Islândia rejeita adesão à União Europeia
Os islandeses rejeitaram a reabertura das negociações de adesão à União Europeia (EU), de acordo com os resultados definitivos do referendo de sábado publicados este domingo, 30 de agosto.
À pergunta “A Islândia deve reabrir as negociações de adesão com a União Europeia?”, 52,8% dos islandeses responderam “não” e 47,2% “sim”, noticiou a agência francesa AFP.
Os resultados foram divulgados pela televisão pública RÚV após a contagem de todos os boletins.
A recusa da Islândia em retomar as negociações de adesão à União Europeia (UE) já tinha sido dada como certa pela televisão pública islandesa.
“A nação rejeita as negociações de adesão à UE”, noticiou a RÚV, citada pela agência francesa AFP.
Quando a contagem dos votos se aproximava do fim, o “não” ultrapassava o “sim” em cinco pontos, com 52,5% contra 47,5%, segundo a contagem em direto.
Faltava apenas contar uma parte dos boletins de um círculo eleitoral que já pendia para o “não”.

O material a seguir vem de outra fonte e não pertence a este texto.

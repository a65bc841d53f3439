use std::collections::{HashMap, HashSet};
use tracing::debug;
use crate::{Cell, Error, Result, Table};

type KeyTuple = Vec<Option<String>>;

fn key_indices(table: &Table, keys: &[&str], position: usize) -> Result<Vec<usize>> {
    keys.iter()
        .map(|key| {
            table.column_index(key).ok_or_else(|| {
                Error::Dataset(format!("Table {} is missing key column {}", position, key))
            })
        })
        .collect()
}

fn key_tuple(row: &[Cell], indices: &[usize]) -> KeyTuple {
    indices
        .iter()
        .map(|&idx| row[idx].as_ref().map(|value| value.key_repr()))
        .collect()
}

/// Outer-joins `tables` left to right on `keys`.
///
/// Left rows keep their order, unmatched right rows follow. Columns that
/// clash outside the key set get `_x`/`_y` suffixes.
pub fn merge_tables(tables: &[Table], keys: &[&str]) -> Result<Table> {
    let (first, rest) = tables
        .split_first()
        .ok_or_else(|| Error::Dataset("Cannot merge an empty sequence of tables".to_string()))?;

    if keys.is_empty() {
        return Err(Error::Dataset("At least one key column is required".to_string()));
    }

    key_indices(first, keys, 0)?;
    let mut merged = first.clone();

    for (offset, right) in rest.iter().enumerate() {
        merged = outer_join(&merged, right, keys, offset + 1)?;
    }

    debug!(
        "Merged {} tables into {} rows x {} columns",
        tables.len(),
        merged.len(),
        merged.columns().len()
    );
    Ok(merged)
}

fn outer_join(left: &Table, right: &Table, keys: &[&str], position: usize) -> Result<Table> {
    let left_keys = key_indices(left, keys, position - 1)?;
    let right_keys = key_indices(right, keys, position)?;

    let key_names: HashSet<&str> = keys.iter().copied().collect();
    let right_value_idx: Vec<usize> = (0..right.columns().len())
        .filter(|idx| !key_names.contains(right.columns()[*idx].as_str()))
        .collect();

    let right_names: HashSet<&str> = right_value_idx
        .iter()
        .map(|&idx| right.columns()[idx].as_str())
        .collect();
    let left_names: HashSet<&str> = left.columns().iter().map(String::as_str).collect();

    let mut columns: Vec<String> = left
        .columns()
        .iter()
        .map(|name| {
            if !key_names.contains(name.as_str()) && right_names.contains(name.as_str()) {
                format!("{}_x", name)
            } else {
                name.clone()
            }
        })
        .collect();
    columns.extend(right_value_idx.iter().map(|&idx| {
        let name = &right.columns()[idx];
        if left_names.contains(name.as_str()) {
            format!("{}_y", name)
        } else {
            name.clone()
        }
    }));

    let mut seen = HashSet::with_capacity(columns.len());
    if let Some(clash) = columns.iter().find(|name| !seen.insert(name.as_str())) {
        return Err(Error::Dataset(format!(
            "Merging table {} produces duplicate column {}",
            position, clash
        )));
    }

    let mut right_lookup: HashMap<KeyTuple, Vec<usize>> = HashMap::new();
    for (row_idx, row) in right.rows().iter().enumerate() {
        right_lookup
            .entry(key_tuple(row, &right_keys))
            .or_default()
            .push(row_idx);
    }

    let mut rows = Vec::with_capacity(left.len().max(right.len()));
    let mut matched_right = vec![false; right.len()];

    for left_row in left.rows() {
        match right_lookup.get(&key_tuple(left_row, &left_keys)) {
            Some(matches) => {
                for &right_idx in matches {
                    matched_right[right_idx] = true;
                    let right_row = &right.rows()[right_idx];
                    let mut row = left_row.clone();
                    row.extend(right_value_idx.iter().map(|&idx| right_row[idx].clone()));
                    rows.push(row);
                }
            }
            None => {
                let mut row = left_row.clone();
                row.extend(std::iter::repeat(None).take(right_value_idx.len()));
                rows.push(row);
            }
        }
    }

    // Right-only rows carry their key values into the left key positions
    for (right_idx, right_row) in right.rows().iter().enumerate() {
        if matched_right[right_idx] {
            continue;
        }
        let mut row: Vec<Cell> = vec![None; left.columns().len()];
        for (&left_idx, &key_idx) in left_keys.iter().zip(&right_keys) {
            row[left_idx] = right_row[key_idx].clone();
        }
        row.extend(right_value_idx.iter().map(|&idx| right_row[idx].clone()));
        rows.push(row);
    }

    Ok(Table::from_parts(columns, rows))
}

Este desfecho acaba por ser um duro golpe para a União Europeia, que teria visto com bons olhos uma candidatura da Islândia e parecia pronta a fazer compromissos para que o país entrasse no bloco.
Qualquer discussão sobre uma adesão da rica ilha do Atlântico Norte ficaria congelada pelo menos até 2028, segundo a AFP.

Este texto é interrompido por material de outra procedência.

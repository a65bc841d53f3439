pub mod census;
pub mod merge;
pub mod reader;
pub mod table;
pub mod writer;

pub use census::*;
pub use merge::*;
pub use reader::*;
pub use table::*;
pub use writer::*;
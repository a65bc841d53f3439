pub mod stats;
pub mod trendline;

pub use stats::*;
pub use trendline::*;
use axum::body::Bytes;
use tracing::info;
use crate::{api::handlers::common::decode_json, ApiError, HelloRequest};

pub async fn hello(body: Bytes) -> Result<String, ApiError> {
    let request: HelloRequest = decode_json(&body)?;
    info!("Greeting {}", request.name);
    Ok(format!("Hello {}", request.name))
}
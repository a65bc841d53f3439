pub mod service;

pub use service::*;
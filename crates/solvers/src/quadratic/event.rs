/// Event emitted by the series solver after each term is added.
#[derive(Debug, Clone, Copy, PartialEq)]
pub struct Event {
    /// Term index, starting at zero.
    pub n: usize,

    /// Catalan coefficient `C(n)`.
    pub coefficient: f64,

    /// The term `C(n)·Aⁿ` just added.
    pub term: f64,

    /// Partial sum through this term.
    pub partial_sum: f64,

    /// Change from the previous partial sum.
    ///
    /// `None` for the first term, which has no predecessor.
    pub delta: Option<f64>,
}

Os eleitores foram convidados a pronunciar-se sobre a seguinte pergunta: “A Islândia deve reabrir as negociações de adesão com a União Europeia?”.
Em 2009, na sequência da crise financeira que devastou a economia islandesa, o país de quase 400 mil habitantes apresentou uma candidatura, mas as discussões foram congeladas em 2013, com a chegada ao poder de um Governo eurocético.
A Islândia está hoje estreitamente associada à UE ao integrar o Espaço Económico Europeu (EEE) e o espaço Schengen, nomeadamente, laços que permanecem inalterados.
Num contexto de crescentes tensões internacionais, o atual Governo liderado pela social-democrata Kristrun Frostadottir quis auscultar os islandeses sobre a oportunidade de explorar uma integração mais aprofundada.
Formalmente, o referendo tem valor consultivo, mas o Governo comprometeu-se a respeitar o resultado, qualquer que seja.